-- WHAT IS REQUIRED --
This exercise asks for the records to be retyped exactly as they read.
EXERCISE DATA below:
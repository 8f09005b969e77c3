//! Lifecycle and progress events.
//!
//! Supervisors and the batch sequencer push [`JobEvent`]s into a crossbeam
//! channel in the order they happen. A front-end drains the channel through
//! an [`EventDispatcher`], which fans each event out to its handlers.

use std::path::PathBuf;
use std::sync::Arc;

use crossbeam_channel::Receiver;
use serde::Serialize;

use crate::batch::BatchSummary;
use crate::encoder::EncoderChoice;
use crate::progress::ProgressSnapshot;
use crate::supervisor::JobState;

pub mod json_handler;

pub use json_handler::JsonEventHandler;

/// An event tagged with the zero-based index of the job it concerns.
///
/// Batch-level events carry the index of the job that was active (or next)
/// when they were produced.
#[derive(Debug, Clone, PartialEq, Serialize)]
pub struct JobEvent {
    pub job: usize,
    #[serde(flatten)]
    pub kind: JobEventKind,
}

#[derive(Debug, Clone, PartialEq, Serialize)]
#[serde(tag = "type", rename_all = "snake_case")]
pub enum JobEventKind {
    StateChanged {
        from: JobState,
        to: JobState,
    },

    EncoderSelected {
        choice: EncoderChoice,
        /// Shell-quoted command line that is about to run.
        command: String,
    },

    Progress(ProgressSnapshot),

    /// Informational frame counter, sent alongside progress changes.
    Frame {
        frame: u64,
    },

    // Terminal job events
    Completed {
        output: PathBuf,
        output_size: u64,
    },

    Failed {
        message: String,
        exit_code: Option<i32>,
        stderr_tail: Vec<String>,
    },

    Cancelled {
        /// Set when the partial output could not be removed.
        cleanup_warning: Option<String>,
    },

    // Batch events
    BatchStarted {
        total: usize,
    },

    JobStarted {
        input: PathBuf,
        output: PathBuf,
        total: usize,
    },

    BatchComplete(BatchSummary),

    BatchCancelled(BatchSummary),
}

impl JobEventKind {
    /// True for the events that end a single job.
    #[must_use]
    pub fn is_job_terminal(&self) -> bool {
        matches!(
            self,
            Self::Completed { .. } | Self::Failed { .. } | Self::Cancelled { .. }
        )
    }
}

pub trait EventHandler: Send + Sync {
    fn handle(&self, event: &JobEvent);
}

pub struct EventDispatcher {
    handlers: Vec<Arc<dyn EventHandler>>,
}

impl EventDispatcher {
    pub fn new() -> Self {
        Self {
            handlers: Vec::new(),
        }
    }

    pub fn add_handler(&mut self, handler: Arc<dyn EventHandler>) {
        self.handlers.push(handler);
    }

    pub fn emit(&self, event: &JobEvent) {
        for handler in &self.handlers {
            handler.handle(event);
        }
    }

    /// Forwards events until every sender is gone. Returns how many were seen.
    pub fn pump(&self, events: &Receiver<JobEvent>) -> usize {
        let mut count = 0;
        for event in events.iter() {
            self.emit(&event);
            count += 1;
        }
        count
    }
}

impl Default for EventDispatcher {
    fn default() -> Self {
        Self::new()
    }
}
End of EXERCISE DATA.
-- EXPECTED OUTPUT --
repository 8f09005b969e77c3
//! Lifecycle and progress events.
//!
//! Supervisors and the batch sequencer push [`JobEvent`]s into a crossbeam
//! channel in the order they happen. A front-end drains the channel through
//! an [`EventDispatcher`], which fans each event out to its handlers.

use std::path::PathBuf;
use std::sync::Arc;

use crossbeam_channel::Receiver;
use serde::Serialize;

use crate::batch::BatchSummary;
use crate::encoder::EncoderChoice;
use crate::progress::ProgressSnapshot;
use crate::supervisor::JobState;

pub mod json_handler;

pub use json_handler::JsonEventHandler;

/// An event tagged with the zero-based index of the job it concerns.
///
/// Batch-level events carry the index of the job that was active (or next)
/// when they were produced.
#[derive(Debug, Clone, PartialEq, Serialize)]
pub struct JobEvent {
    pub job: usize,
    #[serde(flatten)]
    pub kind: JobEventKind,
}

#[derive(Debug, Clone, PartialEq, Serialize)]
#[serde(tag = "type", rename_all = "snake_case")]
pub enum JobEventKind {
    StateChanged {
        from: JobState,
        to: JobState,
    },

    EncoderSelected {
        choice: EncoderChoice,
        /// Shell-quoted command line that is about to run.
        command: String,
    },

    Progress(ProgressSnapshot),

    /// Informational frame counter, sent alongside progress changes.
    Frame {
        frame: u64,
    },

    // Terminal job events
    Completed {
        output: PathBuf,
        output_size: u64,
    },

    Failed {
        message: String,
        exit_code: Option<i32>,
        stderr_tail: Vec<String>,
    },

    Cancelled {
        /// Set when the partial output could not be removed.
        cleanup_warning: Option<String>,
    },

    // Batch events
    BatchStarted {
        total: usize,
    },

    JobStarted {
        input: PathBuf,
        output: PathBuf,
        total: usize,
    },

    BatchComplete(BatchSummary),

    BatchCancelled(BatchSummary),
}

impl JobEventKind {
    /// True for the events that end a single job.
    #[must_use]
    pub fn is_job_terminal(&self) -> bool {
        matches!(
            self,
            Self::Completed { .. } | Self::Failed { .. } | Self::Cancelled { .. }
        )
    }
}

pub trait EventHandler: Send + Sync {
    fn handle(&self, event: &JobEvent);
}

pub struct EventDispatcher {
    handlers: Vec<Arc<dyn EventHandler>>,
}

impl EventDispatcher {
    pub fn new() -> Self {
        Self {
            handlers: Vec::new(),
        }
    }

    pub fn add_handler(&mut self, handler: Arc<dyn EventHandler>) {
        self.handlers.push(handler);
    }

    pub fn emit(&self, event: &JobEvent) {
        for handler in &self.handlers {
            handler.handle(event);
        }
    }

    /// Forwards events until every sender is gone. Returns how many were seen.
    pub fn pump(&self, events: &Receiver<JobEvent>) -> usize {
        let mut count = 0;
        for event in events.iter() {
            self.emit(&event);
            count += 1;
        }
        count
    }
}

impl Default for EventDispatcher {
    fn default() -> Self {
        Self::new()
    }
}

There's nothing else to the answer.